Conformément à cette approche, le Chili a été le premier pays à adopter une législation sur les risques inhérents aux neurotechnologies. Il a non seulement introduit un nouveau droit constitutionnel à l'intégrité mentale, mais il est également sur le point d'adopter un projet de loi qui interdit la vente de données neurologiques et soumet tous les dispositifs neurotechnologiques à la réglementation des dispositifs médicaux, même ceux destinés au grand public. La législation proposée reconnaît la nature intensément personnelle des données neuronales et les considère comme des tissus organiques qui ne peuvent être ni achetés ni vendus, mais seulement donnés. Mais cette législation a également fait l'objet de critiques, des juristes mettant en doute la nécessité de nouveaux droits et soulignant que ce régime pourrait étouffer la recherche sur les ICB, bénéfique pour les patients handicapés.

Si l'action juridique entreprise par le Chili est la plus importante et la plus ambitieuse à ce jour, d'autres pays envisagent de lui emboîter le pas en mettant à jour les lois existantes pour tenir compte de l'évolution des neurotechnologies.

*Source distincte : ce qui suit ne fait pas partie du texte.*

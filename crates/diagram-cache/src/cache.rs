//! Fetch-or-render protocol on top of the slot store

use crate::error::Result;
use crate::renderer::Renderer;
use crate::store::{Lookup, SlotStore};
use crate::types::{ellipsis, CacheStats, DiagramType, Fetched, RecordSnapshot};
use crate::write_back::{WriteBack, DEFAULT_WRITE_BACK_QUEUE};
use chrono::{DateTime, Utc};
use std::path::Path;
use std::sync::Arc;
use tracing::{debug, warn};

/// A diagram cache in front of a [`Renderer`].
///
/// Lookups return as soon as the bytes are available; the matching
/// admit/update is queued for a background worker, so a following fetch may
/// briefly still see the previous state. When the queue is full the update is
/// dropped. Concurrent misses for one key each render the diagram.
pub struct DiagramCache {
    store: Arc<SlotStore>,
    renderer: Arc<dyn Renderer>,
    write_back: WriteBack,
}

impl DiagramCache {
    /// Create the cache and spawn its write-back worker.
    ///
    /// Must be called from within a tokio runtime.
    pub fn new(store: SlotStore, renderer: Arc<dyn Renderer>) -> Self {
        Self::with_queue_limit(store, renderer, DEFAULT_WRITE_BACK_QUEUE)
    }

    /// Like [`new`](Self::new), with at most `queue_limit` pending write-backs
    pub fn with_queue_limit(
        store: SlotStore,
        renderer: Arc<dyn Renderer>,
        queue_limit: usize,
    ) -> Self {
        let store = Arc::new(store);
        let write_back = WriteBack::spawn(store.clone(), queue_limit);
        Self {
            store,
            renderer,
            write_back,
        }
    }

    /// Get the rendered diagram, from the cache when possible.
    ///
    /// Renderer failures are returned unchanged and leave the cache untouched
    /// apart from the miss counter.
    pub async fn fetch(&self, diagram_type: DiagramType, expression: &str) -> Result<Fetched> {
        let fetched = match self.store.lookup(diagram_type, expression).await {
            Lookup::Hit { data, slot } => {
                let queued = self.write_back.touch(diagram_type, expression, slot);
                log_dropped(queued);
                Fetched { data, hit: true }
            }
            Lookup::Miss => {
                debug!(%diagram_type, expression = %ellipsis(expression, 10), "Rendering diagram");
                let data = self.renderer.render(diagram_type, expression).await?;
                let queued = self.write_back.admit(diagram_type, expression, data.clone());
                log_dropped(queued);
                Fetched { data, hit: false }
            }
        };

        Ok(fetched)
    }

    /// Wait for all queued admits/updates to be applied
    pub async fn flush(&self) -> Result<()> {
        self.write_back.flush().await
    }

    /// Drain pending admits/updates and stop the write-back worker
    pub async fn shutdown(&self) {
        self.write_back.shutdown().await
    }

    pub fn store(&self) -> &SlotStore {
        &self.store
    }

    pub async fn load(&self, path: &Path) -> Result<usize> {
        self.store.load(path).await
    }

    pub async fn save(&self, path: &Path) -> Result<()> {
        self.store.save(path).await
    }

    pub async fn size(&self) -> usize {
        self.store.size().await
    }

    pub fn capacity(&self) -> usize {
        self.store.capacity()
    }

    pub async fn stats(&self) -> CacheStats {
        self.store.stats().await
    }

    pub async fn snapshot(&self, now: DateTime<Utc>) -> Vec<RecordSnapshot> {
        self.store.snapshot(now).await
    }
}

fn log_dropped(queued: Result<()>) {
    if let Err(e) = queued {
        warn!(error = %e, "Not caching diagram");
    }
}

#[cfg(test)]
mod tests {
    use super::*;
    use crate::error::{CacheError, GenerationError};
    use async_trait::async_trait;
    use std::sync::atomic::{AtomicUsize, Ordering};
    use tempfile::tempdir;

    /// Renders `<type>:<expression>` and counts invocations
    #[derive(Default)]
    struct CountingRenderer {
        calls: AtomicUsize,
    }

    impl CountingRenderer {
        fn calls(&self) -> usize {
            self.calls.load(Ordering::SeqCst)
        }
    }

    #[async_trait]
    impl Renderer for CountingRenderer {
        async fn render(
            &self,
            diagram_type: DiagramType,
            expression: &str,
        ) -> std::result::Result<Vec<u8>, GenerationError> {
            self.calls.fetch_add(1, Ordering::SeqCst);
            Ok(format!("{}:{}", diagram_type, expression).into_bytes())
        }
    }

    struct FailingRenderer;

    #[async_trait]
    impl Renderer for FailingRenderer {
        async fn render(
            &self,
            _diagram_type: DiagramType,
            _expression: &str,
        ) -> std::result::Result<Vec<u8>, GenerationError> {
            Err(GenerationError::new("suml exited with status 1"))
        }
    }

    async fn test_cache(dir: &Path, capacity: usize) -> (DiagramCache, Arc<CountingRenderer>) {
        let store = SlotStore::new(dir.to_path_buf(), "index", capacity);
        store.init().await.unwrap();
        let renderer = Arc::new(CountingRenderer::default());
        (DiagramCache::new(store, renderer.clone()), renderer)
    }

    async fn expressions(cache: &DiagramCache) -> Vec<String> {
        cache
            .snapshot(Utc::now())
            .await
            .into_iter()
            .map(|s| s.record.expression)
            .collect()
    }

    #[tokio::test]
    async fn test_repeated_fetch_hits_without_rendering() {
        let dir = tempdir().unwrap();
        let (cache, renderer) = test_cache(dir.path(), 4).await;

        let first = cache.fetch(DiagramType::Class, "[A]").await.unwrap();
        assert!(!first.hit);
        assert_eq!(first.data, b"class:[A]");
        cache.flush().await.unwrap();

        let second = cache.fetch(DiagramType::Class, "[A]").await.unwrap();
        assert!(second.hit);
        assert_eq!(second.data, first.data);
        cache.flush().await.unwrap();

        assert_eq!(renderer.calls(), 1);
        let stats = cache.stats().await;
        assert_eq!(stats.hits, 1);
        assert_eq!(stats.misses, 1);
        assert_eq!(stats.entries, 1);

        let snapshot = cache.snapshot(Utc::now()).await;
        assert_eq!(snapshot[0].record.access_count, 2);
    }

    #[tokio::test]
    async fn test_capacity_two_evicts_less_used_record() {
        let dir = tempdir().unwrap();
        let (cache, renderer) = test_cache(dir.path(), 2).await;

        cache.fetch(DiagramType::Class, "[A]").await.unwrap();
        cache.flush().await.unwrap();
        assert_eq!(cache.size().await, 1);

        cache.fetch(DiagramType::Class, "[B]").await.unwrap();
        cache.flush().await.unwrap();
        assert_eq!(cache.size().await, 2);

        assert!(cache.fetch(DiagramType::Class, "[A]").await.unwrap().hit);
        cache.flush().await.unwrap();
        assert_eq!(cache.size().await, 2);

        cache.fetch(DiagramType::Class, "[C]").await.unwrap();
        cache.flush().await.unwrap();

        assert_eq!(cache.size().await, 2);
        assert_eq!(expressions(&cache).await, vec!["[A]", "[C]"]);
        assert_eq!(renderer.calls(), 3);
    }

    #[tokio::test]
    async fn test_capacity_one_replaces_unconditionally() {
        let dir = tempdir().unwrap();
        let (cache, renderer) = test_cache(dir.path(), 1).await;

        cache.fetch(DiagramType::Sequence, "[A]").await.unwrap();
        cache.flush().await.unwrap();
        cache.fetch(DiagramType::Sequence, "[B]").await.unwrap();
        cache.flush().await.unwrap();
        assert_eq!(expressions(&cache).await, vec!["[B]"]);

        let again = cache.fetch(DiagramType::Sequence, "[A]").await.unwrap();
        assert!(!again.hit);
        assert_eq!(again.data, b"sequence:[A]");
        assert_eq!(renderer.calls(), 3);
    }

    #[tokio::test]
    async fn test_generation_failure_leaves_cache_untouched() {
        let dir = tempdir().unwrap();
        let store = SlotStore::new(dir.path().to_path_buf(), "index", 4);
        store.init().await.unwrap();
        let cache = DiagramCache::new(store, Arc::new(FailingRenderer));

        let err = cache.fetch(DiagramType::Class, "[A]").await.unwrap_err();
        assert!(matches!(err, CacheError::Generation(_)));
        cache.flush().await.unwrap();

        let stats = cache.stats().await;
        assert_eq!(stats.entries, 0);
        assert_eq!(stats.misses, 1);
        assert_eq!(stats.hits, 0);
        assert!(!cache.store().index_path().exists());
    }

    #[tokio::test]
    async fn test_concurrent_misses_admit_one_record() {
        let dir = tempdir().unwrap();
        let (cache, renderer) = test_cache(dir.path(), 4).await;
        let cache = Arc::new(cache);

        let mut handles = Vec::new();
        for _ in 0..8 {
            let cache = cache.clone();
            handles.push(tokio::spawn(async move {
                cache.fetch(DiagramType::Class, "[Shared]").await.unwrap()
            }));
        }
        for handle in handles {
            assert_eq!(handle.await.unwrap().data, b"class:[Shared]");
        }
        cache.flush().await.unwrap();

        assert!(renderer.calls() >= 1);
        assert_eq!(cache.size().await, 1);
        let stats = cache.stats().await;
        assert_eq!(stats.hits + stats.misses, 8);
    }

    #[tokio::test]
    async fn test_index_survives_restart() {
        let dir = tempdir().unwrap();
        {
            let (cache, _) = test_cache(dir.path(), 4).await;
            cache.fetch(DiagramType::Class, "[A]").await.unwrap();
            cache.fetch(DiagramType::Sequence, "[B]").await.unwrap();
            cache.shutdown().await;
        }

        let (cache, renderer) = test_cache(dir.path(), 4).await;
        let index = cache.store().index_path().to_path_buf();
        assert_eq!(cache.load(&index).await.unwrap(), 2);

        let fetched = cache.fetch(DiagramType::Sequence, "[B]").await.unwrap();
        assert!(fetched.hit);
        assert_eq!(fetched.data, b"sequence:[B]");
        assert_eq!(renderer.calls(), 0);
    }

    #[tokio::test]
    async fn test_full_write_back_queue_still_serves() {
        let dir = tempdir().unwrap();
        let store = SlotStore::new(dir.path().to_path_buf(), "index", 4);
        store.init().await.unwrap();
        let renderer = Arc::new(CountingRenderer::default());
        let cache = DiagramCache::with_queue_limit(store, renderer.clone(), 1);

        // neither fetch yields, so the worker has not drained the first admit
        let first = cache.fetch(DiagramType::Class, "[A]").await.unwrap();
        let second = cache.fetch(DiagramType::Class, "[B]").await.unwrap();
        assert_eq!(first.data, b"class:[A]");
        assert_eq!(second.data, b"class:[B]");

        cache.flush().await.unwrap();
        assert_eq!(expressions(&cache).await, vec!["[A]"]);
        assert_eq!(cache.stats().await.misses, 2);
    }

    #[tokio::test]
    async fn test_flush_after_shutdown_fails() {
        let dir = tempdir().unwrap();
        let (cache, _) = test_cache(dir.path(), 4).await;

        cache.shutdown().await;
        cache.shutdown().await;

        assert!(matches!(
            cache.flush().await,
            Err(CacheError::WriteBackClosed)
        ));
        // fetching still works, it just is no longer cached
        let fetched = cache.fetch(DiagramType::Class, "[A]").await.unwrap();
        assert!(!fetched.hit);
    }
}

L'une des pierres angulaires de la recherche éthique est le principe du consentement éclairé. Une attention particulière doit être accordée à la capacité des patients paralysés et des membres de leur famille à comprendre et à consentir à de nouvelles thérapies expérimentales. Les patients dont la capacité de communication est très limitée peuvent ne pas être en mesure de répondre à des questions plus approfondies liées à l'obtention du consentement éclairé, qui est souvent plus complexe qu'une simple procédure d'acceptation. En outre, tous les risques et effets secondaires potentiels (tant physiques que mentaux) ne sont pas prévisibles, ce qui rend difficile pour les médecins d'informer correctement leurs patients.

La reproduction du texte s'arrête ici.